Apollo astronauts who have ventured out of the protective magnetosphere of mother Earth appear to be dying of cardiovascular disease at a far higher rate than their counterparts—both those that have stayed grounded and those that only flew in the shielding embrace of low-Earth orbit. Though the data is slim—based on only 77 astronauts total—researchers speculate that potent ionizing radiation in deep space may be to blame. That hypothesis was backed up in follow-up mouse studies that provided evidence that similar radiation exposure led to long-lasting damage to the rodents’ blood vessels. All of the data was published Thursday in the journal Scientific Reports.

[...] In the new study, [Michael] Delp [at Florida State University] and coauthors compared health data on 42 astronauts that had traveled into space—seven of which got past the magnetosphere and to the Moon—to the medical records of 35 astronauts that were grounded for their careers. The death rate from cardiovascular disease among the Apollo lunar astronauts was a whopping 43 percent, which is around four to five times the rate seen in the non-fliers and low-fliers (nine and 11 percent, respectively).

To figure out if deep-space ionizing radiation or, perhaps, weightlessness might explain the apparent jump in cardiovascular disease deaths, the researchers turned to a mouse model. Mice were either exposed to a single dose of radiation, had their hind limbs elevated to prevent weight-bearing for two weeks, or received both treatments. The researchers then let the faux-astronaut mice recover for six to seven months, which in human terms would be about 20 years.

[Continues...]

The researchers found that the mice exposed to radiation, or both radiation and simulated weightlessness, had sustained damage to their blood vessels. Namely, the mice had impaired vasodilation, or problems expanding their blood vessels to adjust for blood pressure. This can be a precursor to heart attacks and stroke. The mice that just experience simulated weightlessness, on the other hand, seemed normal.

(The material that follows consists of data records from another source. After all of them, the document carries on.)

//! Derived-field helpers: slugs, reading-time estimates, publish dates.
//!
//! Content items that don't declare these fields in frontmatter fall back to
//! values derived from the filesystem: the slug comes from the file or
//! directory name with underscores turned into hyphens, and the publish date
//! from the file's creation timestamp.

use chrono::{DateTime, Local};
use std::path::Path;

/// Words-per-minute divisor for the reading-time estimate.
const WORDS_PER_MINUTE: f64 = 200.0;

/// Derive a URL slug from a content file or directory name.
///
/// `my_first_post.md` → `my-first-post`; a directory `side_project` →
/// `side-project`.
pub fn derive_slug(path: &Path) -> String {
    let stem = path
        .file_stem()
        .map(|s| s.to_string_lossy().into_owned())
        .unwrap_or_default();
    stem.replace('_', "-")
}

/// Estimated reading time in whole minutes (word count / 200, rounded).
pub fn reading_time_minutes(body: &str) -> u32 {
    let words = body.split_whitespace().count();
    (words as f64 / WORDS_PER_MINUTE).round() as u32
}

/// Human-readable reading-time label (`"2 min"`).
pub fn reading_time_label(minutes: u32) -> String {
    format!("{minutes} min")
}

/// File creation date formatted `DD.MM.YYYY`.
///
/// Filesystems without birth-time support fall back to the modification time.
pub fn creation_date(path: &Path) -> std::io::Result<String> {
    let meta = std::fs::metadata(path)?;
    let stamp = meta.created().or_else(|_| meta.modified())?;
    let local: DateTime<Local> = stamp.into();
    Ok(local.format("%d.%m.%Y").to_string())
}
use clap::{Parser, Subcommand};
use inkpost::config::SitePaths;
use inkpost::content::{AnsiStore, ContentStore};
use inkpost::{convert, output};
use std::path::PathBuf;

/// Shared flag for commands that write converted assets.
#[derive(clap::Args, Clone)]
struct ForceArgs {
    /// Regenerate outputs even when they already exist
    #[arg(long)]
    force: bool,
}

#[derive(Parser)]
#[command(name = "inkpost")]
#[command(about = "Markdown content pipeline with HTML and ANSI delivery")]
#[command(long_about = "\
Markdown content pipeline with HTML and ANSI delivery

Your filesystem is the data source. Posts and projects are Markdown files
with YAML frontmatter; directory items carry sibling images that get staged
into the static tree.

Content structure:

  content/
  ├── meta.md                      # Site metadata (SEO + social cards)
  ├── homepage.md                  # Section descriptions
  ├── author/
  │   ├── index.md                 # Author bio
  │   └── me.png                   # Picture, staged into static/images/author/
  ├── posts/
  │   ├── quick_note.md            # Flat post (slug: quick-note)
  │   └── long_trip/               # Directory post
  │       ├── index.md
  │       └── images/              # Staged to static/images/posts/long_trip/
  └── projects/
      └── my_tool.md

Asset trees (siblings of the content root by default):

  static/images/headers/cover_NNN.png      # Cover pool (+ .webp/.avif)
  static/images/thumbnails/cover_NNN.png
  ansi/images/headers/cover_NNN.ansi       # Pre-rendered terminal art

Covers are assigned deterministically from the title length, so the same
title always gets the same cover.")]
#[command(version)]
struct Cli {
    /// Content directory
    #[arg(long, default_value = "content", global = true)]
    content: PathBuf,

    /// Static assets directory (default: `static` next to the content root)
    #[arg(long, global = true)]
    static_dir: Option<PathBuf>,

    /// ANSI assets directory (default: `ansi` next to the content root)
    #[arg(long, global = true)]
    ansi_dir: Option<PathBuf>,

    /// Worker threads for conversion batches (default: all cores)
    #[arg(long, global = true)]
    threads: Option<usize>,

    #[command(subcommand)]
    command: Command,
}

#[derive(Subcommand)]
enum Command {
    /// Load and validate the content tree without converting assets
    Check {
        /// Dump the loaded store as JSON instead of the inventory view
        #[arg(long)]
        json: bool,
    },
    /// Convert static images to WebP and AVIF siblings
    Convert(ForceArgs),
    /// Pre-render header covers as ANSI art
    AnsiHeaders(ForceArgs),
    /// Full build: convert assets, render headers, load both stores
    Build(ForceArgs),
}

fn main() -> Result<(), Box<dyn std::error::Error>> {
    let cli = Cli::parse();
    init_thread_pool(cli.threads);

    let paths = SitePaths::resolve(cli.content, cli.static_dir, cli.ansi_dir)?;

    match cli.command {
        Command::Check { json } => {
            let store = ContentStore::load(&paths)?;
            if json {
                println!("{}", serde_json::to_string_pretty(&store)?);
            } else {
                output::print_check_output(&store);
                println!();
                println!("==> Content is valid");
            }
        }
        Command::Convert(force) => {
            let stats = convert::convert_all(&paths.images_dir(), force.force)?;
            output::print_stats("images", &stats);
        }
        Command::AnsiHeaders(force) => {
            let stats = convert::render_ansi_headers(
                &paths.headers_dir(),
                &paths.ansi_headers_dir(),
                force.force,
            )?;
            output::print_stats("ansi headers", &stats);
        }
        Command::Build(force) => {
            // Assets first: the loaders probe alternate encodings and read
            // pre-rendered headers.
            let image_stats = convert::convert_all(&paths.images_dir(), force.force)?;
            output::print_stats("images", &image_stats);
            let header_stats = convert::render_ansi_headers(
                &paths.headers_dir(),
                &paths.ansi_headers_dir(),
                force.force,
            )?;
            output::print_stats("ansi headers", &header_stats);

            let store = ContentStore::load(&paths)?;
            output::print_check_output(&store);
            let ansi_store = AnsiStore::load(&paths)?;
            println!();
            println!(
                "==> Built {} posts, {} projects ({} terminal entries)",
                store.posts.len(),
                store.projects.len(),
                ansi_store.posts.len() + ansi_store.projects.len()
            );
        }
    }

    Ok(())
}

/// Initialize the rayon thread pool.
///
/// Caps at the number of available cores — the flag can constrain down,
/// not up.
fn init_thread_pool(threads: Option<usize>) {
    let available = std::thread::available_parallelism()
        .map(|n| n.get())
        .unwrap_or(1);
    let threads = threads.map_or(available, |t| t.clamp(1, available));
    rayon::ThreadPoolBuilder::new()
        .num_threads(threads)
        .build_global()
        .ok();
}
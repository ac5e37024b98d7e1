//! Deterministic cover assignment.
//!
//! Every titled content item gets a cover image from a fixed, pre-rendered
//! pool (`cover_001.png` … `cover_NNN.png` under the headers and thumbnails
//! directories). The mapping is a pure function of the title length and the
//! pool size, so the same title always lands on the same cover as long as
//! the pool is unchanged.
//!
//! Alternate formats (`.webp`, `.avif`) are attached only when the sibling
//! file exists on disk; the assigner needs no codec knowledge, it just
//! probes the filesystem. Terminal clients read a pre-rendered `.ansi`
//! sibling from the ANSI tree instead.

use crate::config::SitePaths;
use serde::Serialize;
use std::path::{Path, PathBuf};
use thiserror::Error;

#[derive(Error, Debug)]
pub enum CoverError {
    #[error("Cover pool directory not found: {0}")]
    MissingPool(PathBuf),
    #[error("Cover pool is empty: {0}")]
    EmptyPool(PathBuf),
    #[error("Cover path {path} is not under the static root")]
    OutsideStaticRoot { path: PathBuf },
    #[error("IO error reading cover pool {path}: {source}")]
    Io {
        path: PathBuf,
        source: std::io::Error,
    },
}

/// A default image plus whichever alternate encodings exist beside it.
/// Paths are relative to the static root, ready for URL construction.
#[derive(Debug, Clone, Serialize, PartialEq, Eq)]
pub struct ImageSet {
    pub default: String,
    #[serde(skip_serializing_if = "Option::is_none")]
    pub webp: Option<String>,
    #[serde(skip_serializing_if = "Option::is_none")]
    pub avif: Option<String>,
}

impl ImageSet {
    /// Build an image set from an on-disk default, probing for `.webp` and
    /// `.avif` siblings. The stored strings are relative to `static_root`.
    pub fn probe(default: &Path, static_root: &Path) -> Result<Self, CoverError> {
        let relative = |p: &Path| -> Result<String, CoverError> {
            p.strip_prefix(static_root)
                .map(|rel| rel.to_string_lossy().replace('\\', "/"))
                .map_err(|_| CoverError::OutsideStaticRoot { path: p.to_path_buf() })
        };
        let sibling = |ext: &str| -> Result<Option<String>, CoverError> {
            let alt = default.with_extension(ext);
            if alt.is_file() { relative(&alt).map(Some) } else { Ok(None) }
        };
        Ok(Self {
            default: relative(default)?,
            webp: sibling("webp")?,
            avif: sibling("avif")?,
        })
    }
}

/// A resolved cover: pool index plus header and thumbnail image sets.
#[derive(Debug, Clone, Serialize, PartialEq, Eq)]
pub struct CoverAssignment {
    pub index: usize,
    pub header: ImageSet,
    pub thumbnail: ImageSet,
}

/// Map a title to a 1-based index into a cover pool of `pool_size` images.
///
/// Closed form of "subtract `pool_size` from the title length until it
/// fits". An empty title is treated as length 1 so the result is always in
/// `[1, pool_size]`.
pub fn cover_index(title: &str, pool_size: usize) -> usize {
    debug_assert!(pool_size > 0, "cover pool must not be empty");
    let n = title.chars().count().max(1);
    ((n - 1) % pool_size) + 1
}

/// Fixed-width pool filename: `cover_007.png`.
pub fn cover_filename(index: usize) -> String {
    format!("cover_{index:03}.png")
}

/// ANSI-art sibling filename: `cover_007.ansi`.
pub fn cover_ansi_filename(index: usize) -> String {
    format!("cover_{index:03}.ansi")
}

/// Count the base cover images (`cover_*.png`) in a pool directory.
///
/// Only PNGs participate: `.webp`/`.avif` alternates never change the pool
/// size, so assignments stay stable while formats are added.
pub fn pool_size(dir: &Path) -> Result<usize, CoverError> {
    if !dir.is_dir() {
        return Err(CoverError::MissingPool(dir.to_path_buf()));
    }
    let entries = std::fs::read_dir(dir).map_err(|source| CoverError::Io {
        path: dir.to_path_buf(),
        source,
    })?;
    let count = entries
        .filter_map(|e| e.ok())
        .filter(|e| {
            let name = e.file_name();
            let name = name.to_string_lossy();
            name.starts_with("cover_") && name.ends_with(".png")
        })
        .count();
    if count == 0 {
        return Err(CoverError::EmptyPool(dir.to_path_buf()));
    }
    Ok(count)
}

/// Assign header and thumbnail covers for a title.
///
/// The pool size is taken from the headers directory; the thumbnails
/// directory is expected to carry the same filenames at thumbnail size.
pub fn assign(paths: &SitePaths, title: &str) -> Result<CoverAssignment, CoverError> {
    let headers = paths.headers_dir();
    let index = cover_index(title, pool_size(&headers)?);
    let file = cover_filename(index);
    Ok(CoverAssignment {
        index,
        header: ImageSet::probe(&headers.join(&file), &paths.static_root)?,
        thumbnail: ImageSet::probe(&paths.thumbnails_dir().join(&file), &paths.static_root)?,
    })
}

/// Path of the pre-rendered ANSI header for a title.
pub fn ansi_header_path(paths: &SitePaths, title: &str) -> Result<PathBuf, CoverError> {
    let index = cover_index(title, pool_size(&paths.headers_dir())?);
    Ok(paths.ansi_headers_dir().join(cover_ansi_filename(index)))
}

#[cfg(test)]
mod tests {
    use super::*;
    use crate::test_helpers::write_png;
    use tempfile::TempDir;

    fn title_of_length(n: usize) -> String {
        "x".repeat(n)
    }

    #[test]
    fn index_is_identity_within_pool() {
        for pool in [1, 3, 5, 12] {
            for n in 1..=pool {
                assert_eq!(cover_index(&title_of_length(n), pool), n);
            }
        }
    }

    #[test]
    fn index_wraps_modulo_pool() {
        // pool_size=5: length 7 → 2, length 10 → 5
        assert_eq!(cover_index(&title_of_length(7), 5), 2);
        assert_eq!(cover_index(&title_of_length(10), 5), 5);
        assert_eq!(cover_index(&title_of_length(11), 5), 1);
        assert_eq!(cover_index(&title_of_length(23), 7), 2);
    }

    #[test]
    fn empty_title_maps_to_first_cover() {
        assert_eq!(cover_index("", 5), 1);
    }

    #[test]
    fn index_counts_chars_not_bytes() {
        // four chars, more bytes
        assert_eq!(cover_index("café", 5), 4);
    }

    #[test]
    fn filenames_are_zero_padded() {
        assert_eq!(cover_filename(7), "cover_007.png");
        assert_eq!(cover_filename(112), "cover_112.png");
        assert_eq!(cover_ansi_filename(7), "cover_007.ansi");
    }

    fn pool_fixture(count: usize) -> (TempDir, SitePaths) {
        let tmp = TempDir::new().unwrap();
        let paths = SitePaths {
            content_root: tmp.path().join("content"),
            static_root: tmp.path().join("static"),
            ansi_root: tmp.path().join("ansi"),
        };
        for dir in [paths.headers_dir(), paths.thumbnails_dir()] {
            std::fs::create_dir_all(&dir).unwrap();
            for i in 1..=count {
                write_png(&dir.join(cover_filename(i)), 2, 2);
            }
        }
        (tmp, paths)
    }

    #[test]
    fn pool_size_counts_base_pngs_only() {
        let (_tmp, paths) = pool_fixture(4);
        // alternates must not inflate the pool
        std::fs::write(paths.headers_dir().join("cover_001.webp"), b"w").unwrap();
        std::fs::write(paths.headers_dir().join("cover_001.avif"), b"a").unwrap();
        assert_eq!(pool_size(&paths.headers_dir()).unwrap(), 4);
    }

    #[test]
    fn empty_pool_is_an_error() {
        let tmp = TempDir::new().unwrap();
        assert!(matches!(
            pool_size(tmp.path()),
            Err(CoverError::EmptyPool(_))
        ));
    }

    #[test]
    fn missing_pool_is_an_error() {
        assert!(matches!(
            pool_size(Path::new("/nonexistent/headers")),
            Err(CoverError::MissingPool(_))
        ));
    }

    #[test]
    fn assign_is_deterministic_and_relative() {
        let (_tmp, paths) = pool_fixture(5);
        let a = assign(&paths, "1234567").unwrap(); // length 7 → index 2
        let b = assign(&paths, "1234567").unwrap();
        assert_eq!(a, b);
        assert_eq!(a.index, 2);
        assert_eq!(a.header.default, "images/headers/cover_002.png");
        assert_eq!(a.thumbnail.default, "images/thumbnails/cover_002.png");
        assert_eq!(a.header.webp, None);
    }

    #[test]
    fn alternates_attach_only_when_present() {
        let (_tmp, paths) = pool_fixture(3);
        std::fs::write(paths.headers_dir().join("cover_001.webp"), b"w").unwrap();
        let a = assign(&paths, "x").unwrap();
        assert_eq!(
            a.header.webp.as_deref(),
            Some("images/headers/cover_001.webp")
        );
        assert_eq!(a.header.avif, None);
    }

    #[test]
    fn ansi_header_path_uses_pool_index() {
        let (_tmp, paths) = pool_fixture(5);
        let p = ansi_header_path(&paths, "1234567890").unwrap(); // length 10 → 5
        assert_eq!(p, paths.ansi_headers_dir().join("cover_005.ansi"));
    }
}
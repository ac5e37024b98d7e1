//! Frontmatter splitting and YAML decoding.
//!
//! Every content file starts with a `---`-delimited YAML metadata block
//! followed by a Markdown body:
//!
//! ```text
//! ---
//! title: Hello
//! ---
//! Body text
//! ```
//!
//! Splitting is strict: a file without both delimiters, or with a metadata
//! block that decodes to nothing, aborts the load of that item. There is no
//! per-item fallback — the caller propagates the error and the whole
//! content-tree build fails.

use serde::de::DeserializeOwned;
use thiserror::Error;

#[derive(Error, Debug)]
pub enum FrontmatterError {
    #[error("No frontmatter delimiters found")]
    MissingDelimiters,
    #[error("Frontmatter block contains no properties")]
    EmptyMetadata,
    #[error("Invalid frontmatter YAML: {0}")]
    Yaml(#[from] serde_yaml::Error),
}

/// A split but not yet decoded document.
#[derive(Debug, Clone, PartialEq, Eq)]
pub struct RawDocument<'a> {
    /// Raw YAML between the delimiters, without the `---` lines.
    pub metadata: &'a str,
    /// Everything after the closing delimiter line.
    pub body: &'a str,
}

/// A document with decoded frontmatter.
#[derive(Debug, Clone)]
pub struct Document<T> {
    pub metadata: T,
    pub body: String,
}

/// Split a file into its metadata block and body.
///
/// Accepts optional leading whitespace before the opening `---`. The closing
/// delimiter is the first subsequent line consisting of `---` (trailing
/// whitespace allowed); the body is everything after it, taken greedily.
pub fn split(text: &str) -> Result<RawDocument<'_>, FrontmatterError> {
    let text = text.trim_start();
    let after_open = strip_delimiter_line(text).ok_or(FrontmatterError::MissingDelimiters)?;

    let mut offset = 0;
    for line in after_open.split_inclusive('\n') {
        if is_delimiter_line(line) {
            let metadata = after_open[..offset].trim_end_matches(['\n', '\r']);
            let body = &after_open[offset + line.len()..];
            return Ok(RawDocument { metadata, body });
        }
        offset += line.len();
    }
    Err(FrontmatterError::MissingDelimiters)
}

/// Split and decode the metadata block into `T`.
///
/// A block that decodes to YAML null or an empty mapping is rejected before
/// the typed decode, so schema errors never mask an empty file.
pub fn parse<T: DeserializeOwned>(text: &str) -> Result<Document<T>, FrontmatterError> {
    let raw = split(text)?;
    let value: serde_yaml::Value = serde_yaml::from_str(raw.metadata)?;
    match &value {
        serde_yaml::Value::Null => return Err(FrontmatterError::EmptyMetadata),
        serde_yaml::Value::Mapping(m) if m.is_empty() => {
            return Err(FrontmatterError::EmptyMetadata);
        }
        _ => {}
    }
    let metadata: T = serde_yaml::from_value(value)?;
    Ok(Document {
        metadata,
        body: raw.body.to_string(),
    })
}

/// Strip an opening `---` line, returning the remainder after its newline.
fn strip_delimiter_line(text: &str) -> Option<&str> {
    let rest = text.strip_prefix("---")?;
    let newline = rest.find('\n')?;
    if !rest[..newline].trim().is_empty() {
        return None;
    }
    Some(&rest[newline + 1..])
}

fn is_delimiter_line(line: &str) -> bool {
    line.trim_end() == "---"
}

#[cfg(test)]
mod tests {
    use super::*;
    use serde::Deserialize;

    #[derive(Debug, Deserialize, PartialEq)]
    struct Meta {
        title: String,
    }

    #[test]
    fn splits_metadata_and_body() {
        let doc = split("---\ntitle: Hi\n---\nBody text").unwrap();
        assert_eq!(doc.metadata, "title: Hi");
        assert_eq!(doc.body, "Body text");
    }

    #[test]
    fn leading_whitespace_is_tolerated() {
        let doc = split("\n\n  ---\ntitle: Hi\n---\nBody").unwrap();
        assert_eq!(doc.metadata, "title: Hi");
    }

    #[test]
    fn trailing_spaces_on_delimiters_are_tolerated() {
        let doc = split("---  \ntitle: Hi\n---   \nBody").unwrap();
        assert_eq!(doc.metadata, "title: Hi");
        assert_eq!(doc.body, "Body");
    }

    #[test]
    fn body_is_taken_greedily_past_later_delimiters() {
        let doc = split("---\ntitle: Hi\n---\nfirst\n---\nsecond").unwrap();
        assert_eq!(doc.body, "first\n---\nsecond");
    }

    #[test]
    fn missing_opening_delimiter_fails() {
        assert!(matches!(
            split("title: Hi\n---\nBody"),
            Err(FrontmatterError::MissingDelimiters)
        ));
    }

    #[test]
    fn missing_closing_delimiter_fails() {
        assert!(matches!(
            split("---\ntitle: Hi\nBody"),
            Err(FrontmatterError::MissingDelimiters)
        ));
    }

    #[test]
    fn parse_decodes_typed_metadata() {
        let doc: Document<Meta> = parse("---\ntitle: Hi\n---\nBody text").unwrap();
        assert_eq!(doc.metadata, Meta { title: "Hi".into() });
        assert_eq!(doc.body, "Body text");
    }

    #[test]
    fn empty_metadata_block_is_rejected() {
        let err = parse::<serde_yaml::Value>("---\n\n---\nBody").unwrap_err();
        assert!(matches!(err, FrontmatterError::EmptyMetadata));
    }

    #[test]
    fn comment_only_metadata_is_rejected() {
        let err = parse::<serde_yaml::Value>("---\n# nothing here\n---\nBody").unwrap_err();
        assert!(matches!(err, FrontmatterError::EmptyMetadata));
    }

    #[test]
    fn schema_mismatch_surfaces_yaml_error() {
        let err = parse::<Meta>("---\nauthor: someone\n---\nBody").unwrap_err();
        assert!(matches!(err, FrontmatterError::Yaml(_)));
    }

    #[test]
    fn multiline_body_preserved_verbatim() {
        let doc = split("---\na: 1\n---\nline one\n\nline two\n").unwrap();
        assert_eq!(doc.body, "line one\n\nline two\n");
    }
}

While the rodent data complement the findings in real astronauts, the authors were clear about the limitations of the study. “Caution must be used in drawing definitive conclusions regarding specific health risks,” they concluded. The astronaut numbers are very small for an epidemiological study, there may be other factors in the space environment that could explain the possible health effects, and the type of radiation given to the mice wasn’t exactly the same as the type astronauts experience.

Delp and his colleagues are working with NASA on follow-up studies of astronauts’ health.

-- submitted from IRC

That seems to be a very small sample from which to draw any kind of conclusion, but it does suggest that outer space may be more hazardous that we thought. How will/should this affect future manned (personed?) space flight plans? With SpaceX planning to create a Mars Colonization Transport ship, maybe they would launch a hundred or so mice on a trip around the moon for their own edification?

Other coverage:
University Herald
The Guardian .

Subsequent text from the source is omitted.